Start of Exercise input

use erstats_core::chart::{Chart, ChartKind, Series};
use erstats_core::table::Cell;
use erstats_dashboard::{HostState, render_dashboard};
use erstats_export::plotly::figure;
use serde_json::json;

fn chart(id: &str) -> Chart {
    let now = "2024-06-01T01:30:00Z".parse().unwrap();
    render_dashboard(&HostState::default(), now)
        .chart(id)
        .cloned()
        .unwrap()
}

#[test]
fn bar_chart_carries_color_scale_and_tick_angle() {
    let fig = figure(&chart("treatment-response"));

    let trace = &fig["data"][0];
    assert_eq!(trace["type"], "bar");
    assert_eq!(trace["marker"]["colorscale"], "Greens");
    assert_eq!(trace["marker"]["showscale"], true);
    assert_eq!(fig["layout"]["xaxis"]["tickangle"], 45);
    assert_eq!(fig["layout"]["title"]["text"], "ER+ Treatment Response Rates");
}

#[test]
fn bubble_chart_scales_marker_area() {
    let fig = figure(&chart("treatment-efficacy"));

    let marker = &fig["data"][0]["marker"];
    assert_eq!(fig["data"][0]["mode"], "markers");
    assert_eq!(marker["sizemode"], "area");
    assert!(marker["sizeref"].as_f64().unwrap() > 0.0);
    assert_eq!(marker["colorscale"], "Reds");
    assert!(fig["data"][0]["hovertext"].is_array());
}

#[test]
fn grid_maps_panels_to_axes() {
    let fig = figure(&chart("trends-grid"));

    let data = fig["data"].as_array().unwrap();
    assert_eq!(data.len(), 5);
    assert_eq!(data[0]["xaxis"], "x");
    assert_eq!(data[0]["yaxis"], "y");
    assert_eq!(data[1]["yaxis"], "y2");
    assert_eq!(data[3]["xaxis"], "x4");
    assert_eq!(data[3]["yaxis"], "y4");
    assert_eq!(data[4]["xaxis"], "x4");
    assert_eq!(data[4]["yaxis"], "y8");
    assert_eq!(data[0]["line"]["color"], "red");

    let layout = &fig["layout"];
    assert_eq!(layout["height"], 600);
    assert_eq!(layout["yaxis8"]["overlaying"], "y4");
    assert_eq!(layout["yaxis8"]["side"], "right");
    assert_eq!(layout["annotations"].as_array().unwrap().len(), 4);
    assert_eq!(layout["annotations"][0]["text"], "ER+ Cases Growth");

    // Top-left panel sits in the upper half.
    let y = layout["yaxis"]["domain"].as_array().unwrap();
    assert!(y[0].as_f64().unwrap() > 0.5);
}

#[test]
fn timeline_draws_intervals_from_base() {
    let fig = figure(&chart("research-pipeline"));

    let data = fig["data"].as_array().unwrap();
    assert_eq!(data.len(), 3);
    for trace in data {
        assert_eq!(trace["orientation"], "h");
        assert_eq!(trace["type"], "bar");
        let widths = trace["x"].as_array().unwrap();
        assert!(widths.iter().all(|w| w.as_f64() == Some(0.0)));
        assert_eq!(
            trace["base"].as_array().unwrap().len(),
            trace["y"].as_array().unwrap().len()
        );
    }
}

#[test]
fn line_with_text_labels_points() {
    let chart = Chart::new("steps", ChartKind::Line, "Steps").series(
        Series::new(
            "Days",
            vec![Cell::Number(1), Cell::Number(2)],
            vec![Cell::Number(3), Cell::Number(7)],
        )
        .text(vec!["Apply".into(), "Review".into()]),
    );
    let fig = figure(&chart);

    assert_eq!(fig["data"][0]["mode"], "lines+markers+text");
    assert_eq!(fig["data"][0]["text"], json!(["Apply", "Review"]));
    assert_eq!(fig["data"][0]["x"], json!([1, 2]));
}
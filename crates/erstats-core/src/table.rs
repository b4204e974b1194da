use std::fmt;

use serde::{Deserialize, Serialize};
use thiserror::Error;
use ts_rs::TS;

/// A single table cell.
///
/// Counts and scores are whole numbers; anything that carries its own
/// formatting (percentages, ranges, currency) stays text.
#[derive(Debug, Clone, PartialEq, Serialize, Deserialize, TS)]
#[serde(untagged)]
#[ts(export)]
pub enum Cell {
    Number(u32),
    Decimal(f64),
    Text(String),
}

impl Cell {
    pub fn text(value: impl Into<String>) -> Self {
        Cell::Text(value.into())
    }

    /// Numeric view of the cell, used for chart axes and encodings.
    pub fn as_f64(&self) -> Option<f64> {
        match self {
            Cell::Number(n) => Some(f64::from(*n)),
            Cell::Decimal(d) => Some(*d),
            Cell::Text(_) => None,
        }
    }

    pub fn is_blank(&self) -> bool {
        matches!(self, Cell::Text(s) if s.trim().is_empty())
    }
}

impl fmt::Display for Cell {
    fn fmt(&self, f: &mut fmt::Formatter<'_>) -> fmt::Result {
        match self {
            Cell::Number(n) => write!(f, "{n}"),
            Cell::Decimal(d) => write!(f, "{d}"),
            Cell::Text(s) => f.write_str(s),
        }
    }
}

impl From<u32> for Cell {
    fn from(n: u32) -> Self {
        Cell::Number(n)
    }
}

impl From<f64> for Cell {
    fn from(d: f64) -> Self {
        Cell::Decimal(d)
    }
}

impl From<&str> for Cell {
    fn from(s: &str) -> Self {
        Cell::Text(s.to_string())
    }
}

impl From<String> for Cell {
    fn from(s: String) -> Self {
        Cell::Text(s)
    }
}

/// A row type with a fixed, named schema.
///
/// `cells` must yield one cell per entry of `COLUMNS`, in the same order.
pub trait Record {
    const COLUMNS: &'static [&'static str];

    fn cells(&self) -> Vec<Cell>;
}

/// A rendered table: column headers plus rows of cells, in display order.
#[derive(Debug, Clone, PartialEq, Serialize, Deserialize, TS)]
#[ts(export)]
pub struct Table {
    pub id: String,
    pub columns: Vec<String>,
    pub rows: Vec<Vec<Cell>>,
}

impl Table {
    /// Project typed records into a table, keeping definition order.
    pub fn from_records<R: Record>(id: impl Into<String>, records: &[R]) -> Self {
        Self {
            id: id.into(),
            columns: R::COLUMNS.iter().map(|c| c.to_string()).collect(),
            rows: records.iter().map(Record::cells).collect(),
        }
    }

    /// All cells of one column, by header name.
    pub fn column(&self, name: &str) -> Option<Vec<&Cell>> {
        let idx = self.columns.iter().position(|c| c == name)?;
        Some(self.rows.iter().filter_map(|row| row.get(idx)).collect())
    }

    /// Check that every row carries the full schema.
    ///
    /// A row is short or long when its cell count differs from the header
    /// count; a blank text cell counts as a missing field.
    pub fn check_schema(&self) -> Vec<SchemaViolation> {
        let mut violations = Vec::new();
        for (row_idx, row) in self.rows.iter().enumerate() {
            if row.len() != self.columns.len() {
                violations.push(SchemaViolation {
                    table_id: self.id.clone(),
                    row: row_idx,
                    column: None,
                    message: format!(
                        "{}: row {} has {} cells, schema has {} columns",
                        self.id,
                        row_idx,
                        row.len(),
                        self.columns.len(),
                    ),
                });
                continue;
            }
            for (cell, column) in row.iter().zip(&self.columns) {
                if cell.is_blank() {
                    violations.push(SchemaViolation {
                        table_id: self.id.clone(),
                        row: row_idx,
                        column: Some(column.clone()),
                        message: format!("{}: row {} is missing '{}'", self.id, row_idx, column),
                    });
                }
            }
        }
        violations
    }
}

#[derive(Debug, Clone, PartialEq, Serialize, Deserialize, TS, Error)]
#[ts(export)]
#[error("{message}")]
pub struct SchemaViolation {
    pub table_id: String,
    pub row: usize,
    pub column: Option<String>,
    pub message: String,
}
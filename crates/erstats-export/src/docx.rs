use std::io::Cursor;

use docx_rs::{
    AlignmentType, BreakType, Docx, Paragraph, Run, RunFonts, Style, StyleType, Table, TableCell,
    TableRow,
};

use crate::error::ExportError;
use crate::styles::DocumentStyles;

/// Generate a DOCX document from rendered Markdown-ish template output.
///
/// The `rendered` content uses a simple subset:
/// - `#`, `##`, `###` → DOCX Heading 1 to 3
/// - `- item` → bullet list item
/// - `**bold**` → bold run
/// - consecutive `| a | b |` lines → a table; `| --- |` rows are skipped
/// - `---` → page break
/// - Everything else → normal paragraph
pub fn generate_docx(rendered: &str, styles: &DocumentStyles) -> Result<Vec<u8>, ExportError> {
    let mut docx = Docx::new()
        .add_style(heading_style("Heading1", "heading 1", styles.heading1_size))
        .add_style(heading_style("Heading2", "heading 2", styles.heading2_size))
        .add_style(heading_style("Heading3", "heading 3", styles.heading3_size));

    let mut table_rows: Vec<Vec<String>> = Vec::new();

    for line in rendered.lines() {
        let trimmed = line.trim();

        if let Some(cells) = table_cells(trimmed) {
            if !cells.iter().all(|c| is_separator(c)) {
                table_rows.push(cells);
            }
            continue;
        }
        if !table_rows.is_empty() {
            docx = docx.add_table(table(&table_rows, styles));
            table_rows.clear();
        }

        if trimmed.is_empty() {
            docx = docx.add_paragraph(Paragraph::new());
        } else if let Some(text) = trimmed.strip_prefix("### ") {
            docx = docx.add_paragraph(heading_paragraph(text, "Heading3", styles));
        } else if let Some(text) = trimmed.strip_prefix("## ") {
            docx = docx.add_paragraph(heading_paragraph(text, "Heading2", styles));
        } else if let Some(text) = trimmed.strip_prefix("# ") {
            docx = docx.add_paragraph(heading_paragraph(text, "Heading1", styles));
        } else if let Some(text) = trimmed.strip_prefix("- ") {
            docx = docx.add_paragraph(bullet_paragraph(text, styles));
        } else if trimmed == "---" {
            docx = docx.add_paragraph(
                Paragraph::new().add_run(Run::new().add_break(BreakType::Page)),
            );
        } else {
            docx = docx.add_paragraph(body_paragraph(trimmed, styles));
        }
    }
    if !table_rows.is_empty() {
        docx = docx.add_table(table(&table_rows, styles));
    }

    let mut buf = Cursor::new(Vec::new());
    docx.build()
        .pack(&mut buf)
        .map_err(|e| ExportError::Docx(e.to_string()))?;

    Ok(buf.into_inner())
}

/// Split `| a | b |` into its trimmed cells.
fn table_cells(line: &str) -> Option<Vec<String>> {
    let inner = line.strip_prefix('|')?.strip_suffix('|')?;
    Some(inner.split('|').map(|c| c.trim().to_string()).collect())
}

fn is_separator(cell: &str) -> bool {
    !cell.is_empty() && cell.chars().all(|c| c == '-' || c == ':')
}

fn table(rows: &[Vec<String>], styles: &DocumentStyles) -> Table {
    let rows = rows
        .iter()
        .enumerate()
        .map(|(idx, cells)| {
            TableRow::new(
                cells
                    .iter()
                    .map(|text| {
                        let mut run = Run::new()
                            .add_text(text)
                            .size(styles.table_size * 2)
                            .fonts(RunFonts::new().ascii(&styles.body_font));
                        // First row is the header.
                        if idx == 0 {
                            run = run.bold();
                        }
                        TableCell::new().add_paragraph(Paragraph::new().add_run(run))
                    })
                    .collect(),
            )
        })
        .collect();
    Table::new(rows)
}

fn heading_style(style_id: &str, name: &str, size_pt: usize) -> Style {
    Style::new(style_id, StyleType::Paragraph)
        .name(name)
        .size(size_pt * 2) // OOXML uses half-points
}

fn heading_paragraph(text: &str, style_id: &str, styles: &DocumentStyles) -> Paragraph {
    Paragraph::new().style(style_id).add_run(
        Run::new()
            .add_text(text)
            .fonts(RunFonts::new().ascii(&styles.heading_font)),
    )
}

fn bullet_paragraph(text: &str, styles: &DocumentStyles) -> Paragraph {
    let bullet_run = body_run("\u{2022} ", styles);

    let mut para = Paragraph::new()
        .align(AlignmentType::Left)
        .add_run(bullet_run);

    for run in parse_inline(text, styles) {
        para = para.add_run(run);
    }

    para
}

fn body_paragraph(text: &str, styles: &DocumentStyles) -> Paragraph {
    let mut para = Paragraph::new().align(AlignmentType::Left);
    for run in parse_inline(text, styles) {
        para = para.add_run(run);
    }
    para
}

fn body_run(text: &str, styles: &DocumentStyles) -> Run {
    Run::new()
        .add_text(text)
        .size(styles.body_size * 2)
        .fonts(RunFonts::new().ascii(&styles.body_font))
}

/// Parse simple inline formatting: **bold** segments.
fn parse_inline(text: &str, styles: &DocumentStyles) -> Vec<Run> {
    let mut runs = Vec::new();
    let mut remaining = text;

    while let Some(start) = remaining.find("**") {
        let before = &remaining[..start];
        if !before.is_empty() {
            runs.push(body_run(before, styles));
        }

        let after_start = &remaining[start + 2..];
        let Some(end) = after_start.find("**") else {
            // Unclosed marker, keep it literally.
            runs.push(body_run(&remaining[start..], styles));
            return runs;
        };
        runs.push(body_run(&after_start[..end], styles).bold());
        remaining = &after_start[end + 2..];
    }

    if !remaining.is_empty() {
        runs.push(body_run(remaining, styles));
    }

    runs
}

End of Exercise input

# Problem to solve
The expected output is every line of the records in which the string "before" appears.

# Your response
        let before = &remaining[..start];
        if !before.is_empty() {
            runs.push(body_run(before, styles));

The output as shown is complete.